Compounding the backlog problem is that the lab lost its accreditation last August after Justice Department auditors found problems with supervision, reporting of case results, evidence control, data security, quality assurance and validation techniques for DNA test results. The lack of accreditation cut off the lab’s access to national DNA databanks run by the FBI and used to compare samples with those found at other crime scenes.
Lawlor and state police officials insist the problems are administrative and have nothing to do with the quality of the work at the respected lab. Lawlor said an inspector from the accrediting agency is scheduled to return to the lab later this month, and state officials are confident that the lab will regain its accreditation as early as February.
Police chiefs across the state are disappointed with the backlog and accreditation problems at the lab and had hoped they would have been resolved by now, said Redding Police Chief Douglas Fuchs, president of the Connecticut Police Chiefs Association.
“While we would have hoped that all evidence submitted for analysis could be handled in a timely manner, (we) do realize that at this time — resources being what they are — that is not an option and have asked all of our departments to work within the parameters of (the guidelines),” Fuchs said Friday.
“We are aware that the municipal police departments account for a large percentage of the evidence which is submitted annually and we are committed to being a part of the solution,” Fuchs said.
The long waits for forensic test results are holding up cases in the court system, Chief State’s Attorney Kevin Kane said. But he and other officials said they don’t know of any cases that had to be dismissed because the statute of limitations ran out. Figures on court cases on hold because of pending tests at the state lab weren’t immediately available.

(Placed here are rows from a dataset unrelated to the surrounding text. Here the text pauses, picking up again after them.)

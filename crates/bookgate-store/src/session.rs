// SPDX-License-Identifier: PMPL-1.0-or-later
// Copyright (c) 2026 Jonathan D.A. Jewell (hyperpolymath) <jonathan.jewell@open.ac.uk>
//
// Authenticated sessions and the librarian capability.

use bookgate_core::error::{BookgateError, Result};
use bookgate_core::types::{Role, UserId};

/// An authenticated caller. Only `IdentityService` can create one.
#[derive(Debug, Clone, PartialEq, Eq)]
pub struct Session {
    user_id: UserId,
    email: String,
    role: Role,
}

impl Session {
    pub(crate) fn new(user_id: UserId, email: impl Into<String>, role: Role) -> Self {
        Self {
            user_id,
            email: email.into(),
            role,
        }
    }

    pub fn user_id(&self) -> UserId {
        self.user_id
    }

    pub fn email(&self) -> &str {
        &self.email
    }

    pub fn role(&self) -> Role {
        self.role
    }

    pub fn is_librarian(&self) -> bool {
        self.role.is_librarian()
    }

    /// The capability required by every mutating catalog or credential
    /// operation. Members get `Unauthorized`.
    pub fn librarian(&self) -> Result<LibrarianGrant> {
        if self.role.is_librarian() {
            Ok(LibrarianGrant {
                user_id: self.user_id,
            })
        } else {
            Err(BookgateError::Unauthorized)
        }
    }
}

/// Proof that the holder authenticated as a librarian.
#[derive(Debug, Clone, Copy, PartialEq, Eq)]
pub struct LibrarianGrant {
    user_id: UserId,
}

impl LibrarianGrant {
    pub fn user_id(&self) -> UserId {
        self.user_id
    }
}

“The delays in court congestion is a problem,” Kane said. “And the backlog in the lab is one of the reasons for the delay and congestion in the criminal courts.”
But, Kane said, the crime lab predicament “is an opportunity more than it is a crisis.”
“Everybody knows things have to be done budget-wise and improvements are needed in administrative structure and management,” Kane said.
The Department of Emergency Services and Public Protection estimates that it needs 35 new lab workers at a cost of about $3.7 million a year to staff the lab appropriately and eliminate backlogs.
Famed forensic scientist Henry Lee, who was head of the Connecticut lab from 1978 to 2000 and built its national prominence, said the “CSI effect” and larger caseloads have spurred a new trend in forensics — being more selective about what evidence is gathered at crime scenes.
“Today everybody needs the laboratory and laboratory services. It’s so crucial,” Lee said. “You have to look at which evidence is most important. You need to prioritize.”